> [What you should do]: What do the lines from the top of the data through the line with "samples per pixel." say? Quote them exactly and include both ends.

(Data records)
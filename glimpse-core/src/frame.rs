//! Captured frames and the single-slot store shared between the capture
//! thread and its consumers.

use std::sync::{Mutex, MutexGuard};

use crate::error::{Error, Result};

/// Packed 8-bit image, row-major, `channels` samples per pixel.
#[derive(Debug, Clone, PartialEq, Eq)]
pub struct Frame {
    pub pixels: Vec<u8>,
    pub width: u32,
    pub height: u32,
    pub channels: u8,
}

impl Frame {
    pub fn new(pixels: Vec<u8>, width: u32, height: u32, channels: u8) -> Result<Self> {
        let expected = width as usize * height as usize * channels as usize;
        if channels == 0 || pixels.len() != expected {
            return Err(Error::MalformedFrame { width, height });
        }
        Ok(Self {
            pixels,
            width,
            height,
            channels,
        })
    }

    /// Solid-colour RGB frame.
    pub fn filled(width: u32, height: u32, rgb: [u8; 3]) -> Self {
        let pixels = rgb
            .iter()
            .copied()
            .cycle()
            .take(width as usize * height as usize * 3)
            .collect();
        Self {
            pixels,
            width,
            height,
            channels: 3,
        }
    }

    pub fn is_empty(&self) -> bool {
        self.width == 0 || self.height == 0 || self.pixels.is_empty()
    }

    /// Packed RGB copy of this frame. Frames with fewer than three channels
    /// replicate the first one; extra channels are dropped.
    pub fn to_rgb(&self) -> Vec<u8> {
        match self.channels {
            3 => self.pixels.clone(),
            n if n > 3 => self
                .pixels
                .chunks_exact(n as usize)
                .flat_map(|px| [px[0], px[1], px[2]])
                .collect(),
            n => self
                .pixels
                .chunks_exact(n as usize)
                .flat_map(|px| [px[0], px[0], px[0]])
                .collect(),
        }
    }
}

/// Holds the most recent frame. Every read returns an independent copy.
#[derive(Debug, Default)]
pub struct FrameStore {
    slot: Mutex<Option<Frame>>,
}

impl FrameStore {
    pub fn new() -> Self {
        Self::default()
    }

    /// Copy `frame` into the slot, reusing the slot's buffer when possible.
    pub fn publish(&self, frame: &Frame) {
        let mut slot = self.lock();
        match slot.as_mut() {
            Some(current) => {
                current.pixels.clone_from(&frame.pixels);
                current.width = frame.width;
                current.height = frame.height;
                current.channels = frame.channels;
            }
            None => *slot = Some(frame.clone()),
        }
    }

    pub fn snapshot(&self) -> Option<Frame> {
        self.lock().as_ref().filter(|f| !f.is_empty()).cloned()
    }

    pub fn clear(&self) {
        self.lock().take();
    }

    // A panic on the capture thread must not take the preview down with it.
    fn lock(&self) -> MutexGuard<'_, Option<Frame>> {
        self.slot.lock().unwrap_or_else(|poisoned| poisoned.into_inner())
    }
}

#[cfg(test)]
mod tests {
    use super::*;

    #[test]
    fn empty_store_has_no_snapshot() {
        let store = FrameStore::new();
        assert!(store.snapshot().is_none());
    }

    #[test]
    fn snapshot_is_independent_of_the_slot() {
        let store = FrameStore::new();
        store.publish(&Frame::filled(2, 2, [10, 20, 30]));

        let mut copy = store.snapshot().unwrap();
        copy.pixels[0] = 255;

        assert_eq!(store.snapshot().unwrap().pixels[0], 10);
    }

    #[test]
    fn publish_overwrites_previous_frame() {
        let store = FrameStore::new();
        store.publish(&Frame::filled(2, 2, [1, 1, 1]));
        store.publish(&Frame::filled(4, 1, [9, 9, 9]));

        let latest = store.snapshot().unwrap();
        assert_eq!((latest.width, latest.height), (4, 1));
        assert!(latest.pixels.iter().all(|&v| v == 9));
    }

    #[test]
    fn clear_empties_the_slot() {
        let store = FrameStore::new();
        store.publish(&Frame::filled(1, 1, [0, 0, 0]));
        store.clear();
        assert!(store.snapshot().is_none());
    }

    #[test]
    fn new_rejects_mismatched_buffer() {
        assert!(Frame::new(vec![0; 11], 2, 2, 3).is_err());
        assert!(Frame::new(vec![0; 12], 2, 2, 3).is_ok());
    }

    #[test]
    fn to_rgb_expands_gray_and_drops_alpha() {
        let gray = Frame::new(vec![7, 8], 2, 1, 1).unwrap();
        assert_eq!(gray.to_rgb(), vec![7, 7, 7, 8, 8, 8]);

        let rgba = Frame::new(vec![1, 2, 3, 4, 5, 6, 7, 8], 2, 1, 4).unwrap();
        assert_eq!(rgba.to_rgb(), vec![1, 2, 3, 5, 6, 7]);
    }
}
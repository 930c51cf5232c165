//! Runs the external recognizer on one dedicated worker thread.

use std::io::Read;
use std::process::{Command, Stdio};
use std::sync::atomic::{AtomicBool, Ordering};
use std::sync::Arc;
use std::thread;

use async_channel::{Receiver, Sender};
use log::{debug, info, warn};

/// Exit code and trimmed combined stdout/stderr of one invocation.
#[derive(Debug, Clone, PartialEq, Eq)]
pub struct CommandOutput {
    pub exit_code: i32,
    pub output: String,
}

impl CommandOutput {
    pub fn new(exit_code: i32, output: impl Into<String>) -> Self {
        Self {
            exit_code,
            output: output.into(),
        }
    }

    fn failed(message: impl Into<String>) -> Self {
        Self::new(-1, message)
    }
}

/// Run `command` to completion with stderr merged into stdout.
///
/// Spawn and I/O failures come back as exit code -1 with the error text,
/// as does termination by a signal.
pub fn run(command: &[String]) -> CommandOutput {
    let Some((program, args)) = command.split_first() else {
        return CommandOutput::failed("empty command");
    };

    debug!("Running {:?}", command);

    let (mut reader, writer) = match std::io::pipe() {
        Ok(pipe) => pipe,
        Err(e) => return CommandOutput::failed(format!("Failed to create pipe: {}", e)),
    };
    let stderr_writer = match writer.try_clone() {
        Ok(w) => w,
        Err(e) => return CommandOutput::failed(format!("Failed to create pipe: {}", e)),
    };

    // The Command owns the parent's copies of the write end; it has to be
    // dropped before reading or the read never sees EOF.
    let spawned = {
        let mut cmd = Command::new(program);
        cmd.args(args)
            .stdin(Stdio::null())
            .stdout(writer)
            .stderr(stderr_writer);
        cmd.spawn()
    };

    let mut child = match spawned {
        Ok(child) => child,
        Err(e) => {
            warn!("Failed to start {}: {}", program, e);
            return CommandOutput::failed(format!("Failed to start {}: {}", program, e));
        }
    };

    let mut raw = Vec::new();
    if let Err(e) = reader.read_to_end(&mut raw) {
        let _ = child.kill();
        let _ = child.wait();
        return CommandOutput::failed(format!("Failed to read output of {}: {}", program, e));
    }

    let status = match child.wait() {
        Ok(status) => status,
        Err(e) => return CommandOutput::failed(format!("Failed to wait for {}: {}", program, e)),
    };

    let output = String::from_utf8_lossy(&raw).trim().to_string();
    let exit_code = status.code().unwrap_or(-1);
    debug!("{} exited with {}", program, exit_code);

    CommandOutput::new(exit_code, output)
}

type Callback = Box<dyn FnOnce(CommandOutput) + Send>;

struct Job {
    command: Vec<String>,
    callback: Callback,
}

/// Serializes invocations onto a single worker thread. Callbacks are
/// delivered on that thread, once per submitted command, in submission order.
pub struct ProcessRunner {
    jobs: Sender<Job>,
    cancelled: Arc<AtomicBool>,
}

impl ProcessRunner {
    pub fn new() -> Self {
        let (jobs, queue) = async_channel::unbounded::<Job>();
        let cancelled = Arc::new(AtomicBool::new(false));

        let worker_cancelled = Arc::clone(&cancelled);
        let spawned = thread::Builder::new()
            .name("process-runner".to_string())
            .spawn(move || worker(queue, worker_cancelled));
        if let Err(e) = spawned {
            // Jobs sent to a closed queue are reported through their callback.
            warn!("Failed to spawn process runner thread: {}", e);
        }

        Self { jobs, cancelled }
    }

    pub fn execute_async<F>(&self, command: Vec<String>, callback: F)
    where
        F: FnOnce(CommandOutput) + Send + 'static,
    {
        if self.cancelled.load(Ordering::SeqCst) {
            debug!("Runner shut down, dropping {:?}", command);
            return;
        }
        let job = Job {
            command,
            callback: Box::new(callback),
        };
        if let Err(async_channel::SendError(job)) = self.jobs.send_blocking(job) {
            (job.callback)(CommandOutput::failed("process runner is not available"));
        }
    }

    /// Message-passing form of [`execute_async`](Self::execute_async): the
    /// returned channel receives exactly one result, or closes empty if the
    /// runner is shut down first.
    pub fn submit(&self, command: Vec<String>) -> Receiver<CommandOutput> {
        let (tx, rx) = async_channel::bounded(1);
        self.execute_async(command, move |result| {
            let _ = tx.send_blocking(result);
        });
        rx
    }

    /// Stop accepting work and abandon queued and in-flight callbacks.
    pub fn shutdown(&self) {
        if !self.cancelled.swap(true, Ordering::SeqCst) {
            info!("Shutting down process runner");
        }
        self.jobs.close();
    }

    pub fn is_shut_down(&self) -> bool {
        self.cancelled.load(Ordering::SeqCst)
    }
}

impl Default for ProcessRunner {
    fn default() -> Self {
        Self::new()
    }
}

impl Drop for ProcessRunner {
    fn drop(&mut self) {
        self.jobs.close();
    }
}

fn worker(queue: Receiver<Job>, cancelled: Arc<AtomicBool>) {
    // `recv_blocking` keeps returning queued jobs after close; the cancel
    // flag is what abandons them.
    while let Ok(job) = queue.recv_blocking() {
        if cancelled.load(Ordering::SeqCst) {
            break;
        }
        let result = run(&job.command);
        if cancelled.load(Ordering::SeqCst) {
            debug!("Dropping result of {:?} after shutdown", job.command);
            break;
        }
        (job.callback)(result);
    }
    // Drop abandoned jobs so their callbacks (and result channels) go away.
    queue.close();
    while queue.try_recv().is_ok() {}
    debug!("Process runner worker exited");
}
mod app;
mod welcome;
mod window;

use app::GlimpseApplication;
use gtk4::prelude::*;
use libadwaita as adw;

fn main() -> gtk4::glib::ExitCode {
    env_logger::Builder::from_env(
        env_logger::Env::default().default_filter_or("info")
    ).init();

    if let Err(e) = adw::init() {
        log::error!("Failed to initialize Libadwaita: {}", e);
        return gtk4::glib::ExitCode::FAILURE;
    }
    let app = GlimpseApplication::new();
    app.run()
}
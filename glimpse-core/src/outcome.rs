use crate::runner::CommandOutput;

pub const NOT_RECOGNIZED: &str = "Face not recognized or face has not been registered";

#[derive(Debug, Clone, PartialEq, Eq)]
pub enum LoginOutcome {
    Recognized { username: String },
    Rejected { message: String },
}

impl LoginOutcome {
    pub fn is_recognized(&self) -> bool {
        matches!(self, LoginOutcome::Recognized { .. })
    }
}

/// Interpret the recognizer's login output. A clean exit with text means
/// the text is the recognized username.
pub fn classify_login(result: &CommandOutput) -> LoginOutcome {
    let text = result.output.trim();

    if result.exit_code != 0 {
        let message = if text.is_empty() {
            format!("exited with code {}", result.exit_code)
        } else {
            result.output.clone()
        };
        return LoginOutcome::Rejected { message };
    }

    if text.is_empty() {
        return LoginOutcome::Rejected {
            message: NOT_RECOGNIZED.to_string(),
        };
    }

    LoginOutcome::Recognized {
        username: text.to_string(),
    }
}

/// Status line for the recognizer's enrollment output.
pub fn enrollment_status(result: &CommandOutput) -> String {
    let text = result.output.trim();
    match (result.exit_code, text.is_empty()) {
        (0, true) => "Recognizer finished successfully".to_string(),
        (0, false) => text.to_string(),
        (code, _) => format!("Recognizer exited ({}): {}", code, text),
    }
}
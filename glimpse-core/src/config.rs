use serde::{Deserialize, Serialize};
use std::fs;
use std::path::{Path, PathBuf};

use log::{debug, warn};

use crate::error::{Error, Result};

#[derive(Debug, Clone, Serialize, Deserialize)]
pub struct GlimpseConfig {
    #[serde(default)]
    pub camera: CameraConfig,
    #[serde(default)]
    pub enrollment: EnrollmentConfig,
    #[serde(default)]
    pub recognizer: RecognizerConfig,
    #[serde(default)]
    pub ui: UiConfig,
    #[serde(default = "default_version")]
    pub version: u32,
}

#[derive(Debug, Clone, Serialize, Deserialize)]
pub struct CameraConfig {
    #[serde(default)]
    pub device_index: i32,
    #[serde(default = "default_frame_width")]
    pub frame_width: u32,
    #[serde(default = "default_frame_height")]
    pub frame_height: u32,
}

#[derive(Debug, Clone, Serialize, Deserialize)]
pub struct EnrollmentConfig {
    #[serde(default = "default_num_pictures")]
    pub num_pictures: usize,
    #[serde(default = "default_capture_interval_ms")]
    pub capture_interval_ms: u64,
    #[serde(default = "default_poll_interval_ms")]
    pub poll_interval_ms: u64,
    #[serde(default = "default_dataset_dir")]
    pub dataset_dir: PathBuf,
}

/// The external program that encodes and matches faces.
#[derive(Debug, Clone, Serialize, Deserialize)]
pub struct RecognizerConfig {
    #[serde(default = "default_program")]
    pub program: String,
    #[serde(default = "default_script")]
    pub script: String,
}

#[derive(Debug, Clone, Serialize, Deserialize)]
pub struct UiConfig {
    #[serde(default = "default_render_interval_ms")]
    pub render_interval_ms: u64,
}

fn default_version() -> u32 { 1 }
fn default_frame_width() -> u32 { 1280 }
fn default_frame_height() -> u32 { 720 }
fn default_num_pictures() -> usize { 5 }
fn default_capture_interval_ms() -> u64 { 1000 }
fn default_poll_interval_ms() -> u64 { 20 }
fn default_dataset_dir() -> PathBuf { PathBuf::from("dataset") }
fn default_program() -> String { "python3".to_string() }
fn default_script() -> String { "face_app.py".to_string() }
fn default_render_interval_ms() -> u64 { 33 }

impl Default for GlimpseConfig {
    fn default() -> Self {
        Self {
            camera: CameraConfig::default(),
            enrollment: EnrollmentConfig::default(),
            recognizer: RecognizerConfig::default(),
            ui: UiConfig::default(),
            version: default_version(),
        }
    }
}

impl Default for CameraConfig {
    fn default() -> Self {
        Self {
            device_index: 0,
            frame_width: default_frame_width(),
            frame_height: default_frame_height(),
        }
    }
}

impl Default for EnrollmentConfig {
    fn default() -> Self {
        Self {
            num_pictures: default_num_pictures(),
            capture_interval_ms: default_capture_interval_ms(),
            poll_interval_ms: default_poll_interval_ms(),
            dataset_dir: default_dataset_dir(),
        }
    }
}

impl Default for RecognizerConfig {
    fn default() -> Self {
        Self {
            program: default_program(),
            script: default_script(),
        }
    }
}

impl Default for UiConfig {
    fn default() -> Self {
        Self {
            render_interval_ms: default_render_interval_ms(),
        }
    }
}

impl RecognizerConfig {
    fn base_command(&self) -> Vec<String> {
        let mut command = vec![self.program.clone()];
        if !self.script.is_empty() {
            command.push(self.script.clone());
        }
        command
    }

    pub fn enroll_command(&self, username: &str) -> Vec<String> {
        let mut command = self.base_command();
        command.extend(["enroll".to_string(), username.to_string()]);
        command
    }

    pub fn login_command(&self) -> Vec<String> {
        let mut command = self.base_command();
        command.push("login".to_string());
        command
    }
}

impl GlimpseConfig {
    /// Defaults when `path` does not exist.
    pub fn load(path: &Path) -> Result<Self> {
        if !path.exists() {
            return Ok(Self::default());
        }
        let content = fs::read_to_string(path).map_err(|source| Error::Io {
            path: path.to_path_buf(),
            source,
        })?;
        Ok(serde_json::from_str(&content)?)
    }

    /// User config, then system config, then defaults.
    pub fn load_default() -> Self {
        for path in Self::search_paths() {
            if !path.exists() {
                continue;
            }
            match Self::load(&path) {
                Ok(config) => {
                    debug!("Loaded config from {:?}", path);
                    return config;
                }
                Err(e) => warn!("Ignoring {:?}: {}", path, e),
            }
        }
        Self::default()
    }

    pub fn search_paths() -> Vec<PathBuf> {
        let mut paths = Vec::new();
        if let Some(config_dir) = dirs::config_dir() {
            paths.push(config_dir.join("glimpse").join("config.json"));
        }
        paths.push(PathBuf::from("/etc/glimpse/config.json"));
        paths
    }
}
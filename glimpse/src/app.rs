use gtk4 as gtk;
use libadwaita as adw;

use adw::prelude::*;
use adw::subclass::prelude::*;
use gtk::gio;
use gtk::glib;

use crate::window::GlimpseWindow;

mod imp {
    use super::*;

    #[derive(Debug, Default)]
    pub struct GlimpseApplication;

    #[glib::object_subclass]
    impl ObjectSubclass for GlimpseApplication {
        const NAME: &'static str = "GlimpseApplication";
        type Type = super::GlimpseApplication;
        type ParentType = adw::Application;
    }

    impl ObjectImpl for GlimpseApplication {
        fn constructed(&self) {
            self.parent_constructed();
            let obj = self.obj();
            obj.setup_actions();
        }
    }

    impl ApplicationImpl for GlimpseApplication {
        fn startup(&self) {
            self.parent_startup();
            self.obj().load_css();
        }

        fn activate(&self) {
            // Reuse the window on repeated activation; it owns the camera.
            if let Some(window) = self.obj().active_window() {
                window.present();
                return;
            }
            let window = GlimpseWindow::new(&self.obj());
            window.present();
        }
    }

    impl GtkApplicationImpl for GlimpseApplication {}
    impl AdwApplicationImpl for GlimpseApplication {}
}

glib::wrapper! {
    pub struct GlimpseApplication(ObjectSubclass<imp::GlimpseApplication>)
        @extends gio::Application, gtk::Application, adw::Application,
        @implements gio::ActionGroup, gio::ActionMap;
}

impl GlimpseApplication {
    pub fn new() -> Self {
        glib::Object::builder()
            .property("application-id", "io.github.glimpse.Glimpse")
            .property("flags", gio::ApplicationFlags::FLAGS_NONE)
            .build()
    }

    fn setup_actions(&self) {
        let about_action = gio::ActionEntry::builder("about")
            .activate(|app: &Self, _, _| app.show_about())
            .build();

        let quit_action = gio::ActionEntry::builder("quit")
            .activate(|app: &Self, _, _| {
                if let Some(window) = app.active_window() {
                    window.close();
                }
                app.quit();
            })
            .build();

        self.add_action_entries([about_action, quit_action]);
        self.set_accels_for_action("app.quit", &["<Ctrl>q"]);
    }

    fn load_css(&self) {
        let css = r#"
            .camera-preview {
                background-color: @card_bg_color;
                border-radius: 12px;
                min-height: 300px;
            }
            .capture-progress { border-radius: 6px; }
            .capture-progress progress { background-color: @accent_color; border-radius: 6px; }
        "#;

        let provider = gtk::CssProvider::new();
        provider.load_from_string(css);

        if let Some(display) = gtk::gdk::Display::default() {
            gtk::style_context_add_provider_for_display(
                &display, &provider, gtk::STYLE_PROVIDER_PRIORITY_APPLICATION,
            );
        }
    }

    fn show_about(&self) {
        let window = self.active_window();

        let dialog = adw::AboutWindow::builder()
            .application_name("Glimpse")
            .application_icon("camera-web-symbolic")
            .version(env!("CARGO_PKG_VERSION"))
            .comments("Webcam face enrollment and login")
            .modal(true)
            .build();

        if let Some(win) = window {
            dialog.set_transient_for(Some(&win));
        }
        dialog.present();
    }
}
//! Camera capture, enrollment and recognizer plumbing behind the Glimpse
//! face login window. Face encoding and matching happen in an external
//! recognizer program; this crate captures images for it and interprets
//! what it prints.

pub mod camera;
pub mod config;
pub mod enroll;
pub mod error;
pub mod frame;
pub mod outcome;
pub mod panel;
pub mod runner;
pub mod session;

pub use camera::{CameraBackend, CameraService, FrameSource, OpencvBackend};
pub use config::GlimpseConfig;
pub use error::{Error, Result};
pub use frame::{Frame, FrameStore};
pub use outcome::{classify_login, LoginOutcome};
pub use panel::{PanelState, Welcome};
pub use runner::{CommandOutput, ProcessRunner};
pub use session::{FaceLoginSession, SessionEvent};

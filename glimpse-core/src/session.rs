//! Enrollment and login flows. Background work reports back only through
//! [`SessionEvent`] messages; the receiving side owns all UI state.

use std::sync::atomic::{AtomicBool, Ordering};
use std::sync::Arc;
use std::thread;

use async_channel::{Receiver, Sender};
use log::{error, info, warn};

use crate::camera::CameraService;
use crate::config::GlimpseConfig;
use crate::enroll::{self, CapturePlan, EnrollOutcome};
use crate::error::{Error, Result};
use crate::outcome::{classify_login, enrollment_status, LoginOutcome};
use crate::runner::ProcessRunner;

#[derive(Debug, Clone, PartialEq, Eq)]
pub enum SessionEvent {
    CaptureProgress { saved: usize, total: usize },
    /// All images saved and the camera released; the recognizer is encoding.
    CaptureFinished { username: String, images: usize },
    EnrollCancelled { saved: usize },
    EnrollFailed(String),
    /// Recognizer status after encoding the new images.
    EnrollFinished(String),
    LoginFinished(LoginOutcome),
    CameraStopped,
}

pub struct FaceLoginSession {
    camera: Arc<CameraService>,
    runner: Arc<ProcessRunner>,
    config: GlimpseConfig,
    events: Sender<SessionEvent>,
    enrolling: Arc<AtomicBool>,
}

impl FaceLoginSession {
    pub fn new(camera: Arc<CameraService>, config: GlimpseConfig) -> (Self, Receiver<SessionEvent>) {
        let (events, rx) = async_channel::unbounded();
        let session = Self {
            camera,
            runner: Arc::new(ProcessRunner::new()),
            config,
            events,
            enrolling: Arc::new(AtomicBool::new(false)),
        };
        (session, rx)
    }

    pub fn camera(&self) -> &Arc<CameraService> {
        &self.camera
    }

    pub fn config(&self) -> &GlimpseConfig {
        &self.config
    }

    pub fn is_enrolling(&self) -> bool {
        self.enrolling.load(Ordering::SeqCst)
    }

    /// Start the camera, save the enrollment images in the background and
    /// then hand them to the recognizer.
    ///
    /// Bad usernames and an unavailable camera are reported here; everything
    /// after that arrives as events.
    pub fn enroll(&self, raw_username: &str) -> Result<()> {
        let username = enroll::validate_username(raw_username)?;

        if self.enrolling.swap(true, Ordering::SeqCst) {
            return Err(Error::Busy);
        }

        let cam = &self.config.camera;
        if !self.camera.start(cam.device_index, cam.frame_width, cam.frame_height) {
            self.enrolling.store(false, Ordering::SeqCst);
            return Err(Error::CameraUnavailable {
                device_index: cam.device_index,
                reason: self
                    .camera
                    .last_error()
                    .unwrap_or_else(|| "device did not open".to_string()),
            });
        }

        let plan = CapturePlan::new(&self.config.enrollment, &username);
        let command = self.config.recognizer.enroll_command(&username);
        let camera = Arc::clone(&self.camera);
        let runner = Arc::clone(&self.runner);
        let events = self.events.clone();
        let enrolling = Arc::clone(&self.enrolling);

        let spawned = thread::Builder::new()
            .name("enrollment".to_string())
            .spawn(move || {
                let progress_events = events.clone();
                let outcome = enroll::capture_images(&camera, &plan, |saved, total| {
                    emit(&progress_events, SessionEvent::CaptureProgress { saved, total });
                });
                camera.stop();

                match outcome {
                    EnrollOutcome::Completed { saved } => {
                        info!("Captured {} images for {}, running recognizer", saved.len(), username);
                        emit(
                            &events,
                            SessionEvent::CaptureFinished {
                                username,
                                images: saved.len(),
                            },
                        );
                        runner.execute_async(command, move |result| {
                            enrolling.store(false, Ordering::SeqCst);
                            emit(&events, SessionEvent::EnrollFinished(enrollment_status(&result)));
                        });
                    }
                    EnrollOutcome::Cancelled { saved } => {
                        enrolling.store(false, Ordering::SeqCst);
                        emit(&events, SessionEvent::EnrollCancelled { saved });
                    }
                    EnrollOutcome::Failed(e) => {
                        error!("Enrollment for {} failed: {}", username, e);
                        enrolling.store(false, Ordering::SeqCst);
                        emit(&events, SessionEvent::EnrollFailed(e.to_string()));
                    }
                }
            });

        if let Err(e) = spawned {
            self.camera.stop();
            self.enrolling.store(false, Ordering::SeqCst);
            return Err(Error::Thread(e));
        }
        Ok(())
    }

    /// Ask the recognizer who is in front of the camera. The preview is
    /// stopped first so the recognizer can open the device.
    pub fn login(&self) {
        if self.camera.is_running() {
            info!("Releasing camera for the recognizer");
            self.stop_camera();
        }
        let events = self.events.clone();
        self.runner
            .execute_async(self.config.recognizer.login_command(), move |result| {
                let outcome = classify_login(&result);
                match &outcome {
                    LoginOutcome::Recognized { username } => info!("Recognized {}", username),
                    LoginOutcome::Rejected { message } => info!("Login rejected: {}", message),
                }
                emit(&events, SessionEvent::LoginFinished(outcome));
            });
    }

    /// Stop the camera. An enrollment in progress ends as cancelled.
    pub fn stop_camera(&self) {
        self.camera.stop();
        emit(&self.events, SessionEvent::CameraStopped);
    }

    pub fn shutdown(&self) {
        self.camera.stop();
        self.runner.shutdown();
    }
}

fn emit(events: &Sender<SessionEvent>, event: SessionEvent) {
    if events.try_send(event).is_err() {
        warn!("Session event dropped, receiver is gone");
    }
}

> [Your response]:
filename glimpse-core/src/frame.rs
//! Captured frames and the single-slot store shared between the capture
//! thread and its consumers.

use std::sync::{Mutex, MutexGuard};

use crate::error::{Error, Result};

/// Packed 8-bit image, row-major, `channels` samples per pixel.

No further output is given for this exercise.